I found the answer through the window of the house with the green door. The friends framed inside—a moving picture of good cheer—gathered together around the common things that combat the dark nights of the year as well as the dark nights of the soul: comfort food and camaraderie, woolen blankets, and bottles of wine. The Danes have a word for this shared warmth. It’s a word we do not have in English: hygge (pronounced hoo-gah). It means something like ‘cozy’ and ‘safe’ and ‘peaceful.’ Hygge smells like cinnamon and feels like a child’s Christmas. Maybe hygge is untranslatable because, like all the best things in life, it can’t be captured in mere words. Whether you’re trying to describe young love or the first moments of fatherhood, simple words are like ill-fitting clothes: undersized and unflattering. And while hygge can happen in any season or place, it is certainly most fully realized in the darkest moments of the year, when candles and fireplaces and twinkling bulbs and kindness are the best weapons we have against the gloom.
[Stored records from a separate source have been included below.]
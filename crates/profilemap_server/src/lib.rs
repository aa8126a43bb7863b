//! HTTP server for profilemap: JSON API plus server-rendered pages.
//!
//! # Responsibility
//! - Compose configuration, logging, store and providers at startup.
//! - Route requests to API and page handlers.
//!
//! # Invariants
//! - All handlers share one [`AppState`]; there is no global client.
//! - Shutdown waits for in-flight requests after Ctrl+C or SIGTERM.

use std::time::Duration;

use axum::{
    http::{header::CONTENT_TYPE, Method},
    routing::get,
    Router,
};
use log::{error, info};
use tokio::net::TcpListener;
use tokio::signal;
use tower_http::cors::CorsLayer;

pub mod api;
pub mod config;
pub mod error;
pub mod pages;
pub mod state;
mod templates;

pub use config::{Config, ConfigError};
pub use error::{AppError, StartupError};
pub use state::AppState;

/// Builds the full application router over `state`.
pub fn build_router(state: AppState) -> Router {
    let cors = CorsLayer::new()
        .allow_methods([
            Method::GET,
            Method::POST,
            Method::PUT,
            Method::DELETE,
            Method::OPTIONS,
        ])
        .allow_headers([CONTENT_TYPE])
        .max_age(Duration::from_secs(60 * 60));

    let api = Router::new()
        .route(
            "/api/profiles",
            get(api::list_profiles).post(api::create_profile),
        )
        .route(
            "/api/profiles/{id}",
            get(api::get_profile)
                .put(api::update_profile)
                .delete(api::delete_profile),
        )
        .route("/api/geocode", get(api::geocode))
        .route("/api/health", get(api::health))
        .layer(cors);

    Router::new()
        .merge(api)
        .merge(pages::routes())
        .fallback(pages::not_found)
        .with_state(state)
}

/// Loads configuration from the environment and serves until shutdown.
pub async fn run() -> Result<(), StartupError> {
    let config = Config::load()?;
    profilemap_core::init_logging(&config.log_level, config.log_dir.as_deref())?;

    let state = AppState::from_config(&config)?;
    let app = build_router(state);

    let listener = TcpListener::bind(config.bind).await?;
    info!(
        "event=server_start module=server status=ok bind={} db_path={}",
        config.bind,
        config.db_path.display()
    );

    axum::serve(listener, app)
        .with_graceful_shutdown(shutdown_signal())
        .await?;

    info!("event=server_stop module=server status=ok");
    Ok(())
}

async fn shutdown_signal() {
    let ctrl_c = async {
        if let Err(err) = signal::ctrl_c().await {
            error!("event=signal module=server status=error signal=ctrl_c error={err}");
            std::future::pending::<()>().await;
        }
        info!("event=signal module=server status=ok signal=ctrl_c");
    };

    #[cfg(unix)]
    let terminate = async {
        match signal::unix::signal(signal::unix::SignalKind::terminate()) {
            Ok(mut stream) => {
                stream.recv().await;
                info!("event=signal module=server status=ok signal=terminate");
            }
            Err(err) => {
                error!(
                    "event=signal module=server status=error signal=terminate error={err}"
                );
                std::future::pending::<()>().await;
            }
        }
    };

    #[cfg(not(unix))]
    let terminate = std::future::pending::<()>();

    tokio::select! {
        _ = ctrl_c => {},
        _ = terminate => {},
    }
}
Winter is a collector of close comforts. The Englishman Thomas Cowper understood this unique quality of winter when he wrote, “O Winter! ruler of the inverted year...I crown thee king of intimate delights, fireside enjoyments, home-born happiness, and all the comforts that the lowly roof of undisturbed retirement, and the hours of long uninterrupted evening, know.” 
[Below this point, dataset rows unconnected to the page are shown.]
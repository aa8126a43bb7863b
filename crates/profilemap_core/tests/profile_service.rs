use chrono::{DateTime, Duration, Utc};
use profilemap_core::db::open_db_in_memory;
use profilemap_core::{
    Clock, CoordinateInput, DeleteOutcome, ProfileInput, ProfileService, ProfileServiceError,
    ProfileValidationError, SqliteProfileRepository,
};
use std::cell::Cell;
use uuid::Uuid;

/// Advances one second on every reading.
struct SteppingClock {
    next: Cell<DateTime<Utc>>,
}

impl SteppingClock {
    fn starting_at(seconds: i64) -> Self {
        Self {
            next: Cell::new(DateTime::<Utc>::from_timestamp(seconds, 0).unwrap()),
        }
    }
}

impl Clock for SteppingClock {
    fn now(&self) -> DateTime<Utc> {
        let now = self.next.get();
        self.next.set(now + Duration::seconds(1));
        now
    }
}

fn cafe_input() -> ProfileInput {
    ProfileInput {
        name: Some("Cafe X".to_string()),
        description: Some("Coffee".to_string()),
        address: Some("1 Main St".to_string()),
        latitude: Some(CoordinateInput::Number(40.0)),
        longitude: Some(CoordinateInput::Number(-73.0)),
        image_url: None,
    }
}

#[test]
fn create_then_get_returns_same_profile() {
    let conn = open_db_in_memory().unwrap();
    let repo = SqliteProfileRepository::try_new(&conn).unwrap();
    let service = ProfileService::new(repo);

    let created = service.create(&cafe_input()).unwrap();
    assert_eq!(created.name, "Cafe X");
    assert_eq!(created.image_url, None);
    assert_eq!(created.created_at, created.updated_at);

    let loaded = service.get(created.id).unwrap();
    assert_eq!(loaded, created);
}

#[test]
fn create_rejects_invalid_input_without_writing() {
    let conn = open_db_in_memory().unwrap();
    let repo = SqliteProfileRepository::try_new(&conn).unwrap();
    let service = ProfileService::new(repo);

    let mut input = cafe_input();
    input.name = Some("   ".to_string());
    let err = service.create(&input).unwrap_err();
    assert!(matches!(
        err,
        ProfileServiceError::Validation(ProfileValidationError::MissingField("name"))
    ));
    assert!(service.search(None).unwrap().is_empty());
}

#[test]
fn update_keeps_created_at_and_advances_updated_at() {
    let conn = open_db_in_memory().unwrap();
    let repo = SqliteProfileRepository::try_new(&conn).unwrap();
    let service = ProfileService::with_clock(repo, SteppingClock::starting_at(1_700_000_000));

    let created = service.create(&cafe_input()).unwrap();

    let mut input = cafe_input();
    input.name = Some("Cafe Y".to_string());
    input.image_url = Some("https://example.com/y.png".to_string());
    let updated = service.update(created.id, &input).unwrap();

    assert_eq!(updated.name, "Cafe Y");
    assert_eq!(updated.created_at, created.created_at);
    assert!(updated.updated_at > created.updated_at);
    assert_eq!(service.get(created.id).unwrap(), updated);
}

#[test]
fn update_unknown_id_is_not_found() {
    let conn = open_db_in_memory().unwrap();
    let repo = SqliteProfileRepository::try_new(&conn).unwrap();
    let service = ProfileService::new(repo);

    let missing = Uuid::new_v4();
    let err = service.update(missing, &cafe_input()).unwrap_err();
    assert!(matches!(err, ProfileServiceError::NotFound(id) if id == missing));
    assert!(service.search(None).unwrap().is_empty());
}

#[test]
fn get_unknown_id_is_not_found_and_find_is_none() {
    let conn = open_db_in_memory().unwrap();
    let repo = SqliteProfileRepository::try_new(&conn).unwrap();
    let service = ProfileService::new(repo);

    let missing = Uuid::new_v4();
    assert!(matches!(
        service.get(missing),
        Err(ProfileServiceError::NotFound(_))
    ));
    assert!(service.find(missing).unwrap().is_none());
}

#[test]
fn delete_is_idempotent() {
    let conn = open_db_in_memory().unwrap();
    let repo = SqliteProfileRepository::try_new(&conn).unwrap();
    let service = ProfileService::new(repo);

    let created = service.create(&cafe_input()).unwrap();
    assert_eq!(service.delete(created.id).unwrap(), DeleteOutcome::Deleted);
    assert_eq!(service.delete(created.id).unwrap(), DeleteOutcome::Absent);
    assert_eq!(
        service.delete(Uuid::new_v4()).unwrap(),
        DeleteOutcome::Absent
    );
    assert!(service.find(created.id).unwrap().is_none());
}

#[test]
fn search_lists_newest_first_and_filters() {
    let conn = open_db_in_memory().unwrap();
    let repo = SqliteProfileRepository::try_new(&conn).unwrap();
    let service = ProfileService::with_clock(repo, SteppingClock::starting_at(1_700_000_000));

    let first = service.create(&cafe_input()).unwrap();
    let mut bakery = cafe_input();
    bakery.name = Some("Bakery".to_string());
    bakery.address = Some("9 Elm Rd".to_string());
    let second = service.create(&bakery).unwrap();

    let all: Vec<_> = service
        .search(None)
        .unwrap()
        .into_iter()
        .map(|profile| profile.id)
        .collect();
    assert_eq!(all, vec![second.id, first.id]);

    let filtered = service.search(Some("MAIN")).unwrap();
    assert_eq!(filtered.len(), 1);
    assert_eq!(filtered[0].id, first.id);

    assert_eq!(service.search(Some("")).unwrap().len(), 2);
    let spaced = service.search(Some(" x")).unwrap();
    assert_eq!(spaced.len(), 1);
    assert_eq!(spaced[0].id, first.id);
}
And that is, precisely, what I found inside the room with the candles in the window—comfort, delight, and happiness. In the presence of friends I found warmth against both the cold dark of winter and the common hardships of life. That night, the room with the glowing window became a sanctuary whose green door kept back the bleak weather and the black of night. Inside we were a handful of radiant souls pouring light out into the dark winter street. We were hopeful characters in a high northern story, sharing the unselfish light of hospitality and laughter and hope which are, and have always been, the great shield and sword against the melancholy shadow of the inverted year.